The largest ship in the world when launched in 1843, this impressive feat of engineering by Isambard Kingdom Brunel is a forerunner of all modern shipping. Exploring the ship is a real step back in time: the cabins have been painstakingly restored to recreate life on the world’s first great luxury liner. Don’t miss the ‘Go Aloft’ experience, where you can climb the rigging to the top of the ships masts!
Spanning the Avon Gorge and the River Avon, the world-famous Clifton Suspension Bridge dates from 1864. Considered one of the world’s greatest bridges, renowned engineer Isambard Kingdom Brunel began building it when he was just 23 years old.
Climb aboard this reconstruction of the 15th century ship sailed by John Cabot when he discovered Newfoundland in 1497. The reconstruction actually made the same journey itself in 1997 to commemorate that original voyage, so it’s definitely sea-worthy! Take a tour of Bristol Harbour and imagine you’re a 15th century explorer.
Situated in a 1950s transit shed, M Shed tells the story of Bristol from prehistoric times to the present day with a rich collection of objects, art and film footage.
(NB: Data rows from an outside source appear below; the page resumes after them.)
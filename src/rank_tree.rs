// SPDX-License-Identifier: Apache-2.0
// Copyright (c) 2025 Polyframe Inc.

//! Order-statistic red-black tree
//!
//! Every node counts the elements in its left and right subtrees, which
//! makes rank queries and k-th element lookups logarithmic. Equal keys are
//! all kept; a new key goes after the existing equal ones.

use std::fmt;
use std::ops::Index;

const NIL: usize = usize::MAX;

#[derive(Debug, Clone, Copy, PartialEq, Eq)]
enum Color {
    Red,
    Black,
}

#[derive(Debug, Clone)]
struct Node<K> {
    key: K,
    color: Color,
    parent: usize,
    left: usize,
    right: usize,
    left_count: usize,
    right_count: usize,
}

/// Handle to an inserted element, valid until that element is erased
///
/// The generation tells a handle to an erased element apart from a handle to
/// a later element stored in the same slot.
#[derive(Debug, Clone, Copy, PartialEq, Eq, Hash)]
pub struct RankHandle {
    slot: usize,
    generation: u32,
}

#[derive(Clone)]
pub struct RankTree<K> {
    slots: Vec<Option<Node<K>>>,
    // bumped every time a slot is freed
    generations: Vec<u32>,
    free: Vec<usize>,
    root: usize,
    len: usize,
}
There are also working exhibits on the harbourside including steamboats, trains and cranes, plus the chance to add your own personal stories of Bristol through interactive displays.
This historic working boatyard is home to a number of thriving businesses. It’s part of a trust whose aim is to preserve Bristol’s maritime heritage, and is fascinating to explore. A visitor centre and café opened in March 2016.
Travel back 200 years to a recreated Georgian townhouse and experience life as it would have been in the 18th century. Explore 11 rooms that span the kitchens and servants quarters below stairs to the plush rooms above.